- **Problem to work on**
Whatever the records contain, reproduce all of them exactly.

[Saved entries]
"""
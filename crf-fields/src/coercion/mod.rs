//! Explicit, total conversions from untyped JSON values.
//!
//! Raw constraint maps and default values come straight from a form
//! builder and may hold anything. Every conversion here is total: a value
//! that cannot be converted becomes "absent" (`None`) or an empty sentinel,
//! never an error.
//!
//! | source            | [`is_truthy`] | [`to_finite_number`] |
//! |-------------------|---------------|----------------------|
//! | `null`            | false         | absent               |
//! | `true` / `false`  | itself        | 1 / 0                |
//! | number            | `!= 0`        | itself if finite     |
//! | `""`              | false         | absent               |
//! | `" 12 "`          | true          | 12                   |
//! | `"abc"`           | true          | absent               |
//! | array / object    | true          | absent               |

mod defaults;

pub use defaults::{coerce_default, DefaultValue};

use serde_json::Value;

/// Returns the JSON truthiness of a value.
///
/// `null`, `false`, `0`, `""` are false; everything else, including empty
/// arrays and objects, is true.
#[must_use]
pub fn is_truthy(value: &Value) -> bool {
    match value {
        Value::Null => false,
        Value::Bool(b) => *b,
        Value::Number(n) => n.as_f64().is_some_and(|f| f != 0.0 && !f.is_nan()),
        Value::String(s) => !s.is_empty(),
        Value::Array(_) | Value::Object(_) => true,
    }
}

/// Converts a value to a finite number, or `None` when it has no sensible
/// numeric reading.
#[must_use]
pub fn to_finite_number(value: &Value) -> Option<f64> {
    let n = match value {
        Value::Number(n) => n.as_f64()?,
        Value::String(s) => {
            let trimmed = s.trim();
            if trimmed.is_empty() {
                return None;
            }
            trimmed.parse::<f64>().ok()?
        }
        Value::Bool(b) => f64::from(u8::from(*b)),
        Value::Null | Value::Array(_) | Value::Object(_) => return None,
    };
    n.is_finite().then_some(n)
}

/// Renders a number the way form UIs show it: integral values without a
/// fractional part.
#[must_use]
#[allow(clippy::cast_possible_truncation)]
pub fn display_number(n: f64) -> String {
    if n.is_finite() && n.fract() == 0.0 && n.abs() < 1e15 {
        format!("{}", n as i64)
    } else {
        format!("{n}")
    }
}

/// Stringifies a scalar JSON value. Compound values are rendered as JSON.
#[must_use]
pub fn stringify(value: &Value) -> String {
    match value {
        Value::Null => "null".to_string(),
        Value::Bool(b) => b.to_string(),
        Value::Number(n) => n.as_f64().map_or_else(|| n.to_string(), display_number),
        Value::String(s) => s.clone(),
        Value::Array(_) | Value::Object(_) => value.to_string(),
    }
}

/// Returns the value as a string only if it already is one.
#[must_use]
pub fn as_string(value: &Value) -> Option<String> {
    value.as_str().map(str::to_string)
}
"""
- **Exercise solution**
filename crf-fields/src/coercion/mod.rs
//! Explicit, total conversions from untyped JSON values.
//!
//! Raw constraint maps and default values come straight from a form
//! builder and may hold anything. Every conversion here is total: a value
//! that cannot be converted becomes "absent" (`None`) or an empty sentinel,
//! never an error.
//!
//! | source            | [`is_truthy`] | [`to_finite_number`] |
//! |-------------------|---------------|----------------------|
//! | `null`            | false         | absent               |
//! | `true` / `false`  | itself        | 1 / 0                |
//! | number            | `!= 0`        | itself if finite     |
//! | `""`              | false         | absent               |
//! | `" 12 "`          | true          | 12                   |
//! | `"abc"`           | true          | absent               |
//! | array / object    | true          | absent               |

mod defaults;

pub use defaults::{coerce_default, DefaultValue};

use serde_json::Value;

/// Returns the JSON truthiness of a value.
///
/// `null`, `false`, `0`, `""` are false; everything else, including empty
/// arrays and objects, is true.
#[must_use]
pub fn is_truthy(value: &Value) -> bool {
    match value {
        Value::Null => false,
        Value::Bool(b) => *b,
        Value::Number(n) => n.as_f64().is_some_and(|f| f != 0.0 && !f.is_nan()),
        Value::String(s) => !s.is_empty(),
        Value::Array(_) | Value::Object(_) => true,
    }
}

/// Converts a value to a finite number, or `None` when it has no sensible
/// numeric reading.
#[must_use]
pub fn to_finite_number(value: &Value) -> Option<f64> {
    let n = match value {
        Value::Number(n) => n.as_f64()?,
        Value::String(s) => {
            let trimmed = s.trim();
            if trimmed.is_empty() {
                return None;
            }
            trimmed.parse::<f64>().ok()?
        }
        Value::Bool(b) => f64::from(u8::from(*b)),
        Value::Null | Value::Array(_) | Value::Object(_) => return None,
    };
    n.is_finite().then_some(n)
}

/// Renders a number the way form UIs show it: integral values without a
/// fractional part.
#[must_use]
#[allow(clippy::cast_possible_truncation)]
pub fn display_number(n: f64) -> String {
    if n.is_finite() && n.fract() == 0.0 && n.abs() < 1e15 {
        format!("{}", n as i64)
    } else {
        format!("{n}")
    }
}

/// Stringifies a scalar JSON value. Compound values are rendered as JSON.
#[must_use]
pub fn stringify(value: &Value) -> String {
    match value {
        Value::Null => "null".to_string(),
        Value::Bool(b) => b.to_string(),
        Value::Number(n) => n.as_f64().map_or_else(|| n.to_string(), display_number),
        Value::String(s) => s.clone(),
        Value::Array(_) | Value::Object(_) => value.to_string(),
    }
}

/// Returns the value as a string only if it already is one.
#[must_use]
pub fn as_string(value: &Value) -> Option<String> {
    value.as_str().map(str::to_string)
}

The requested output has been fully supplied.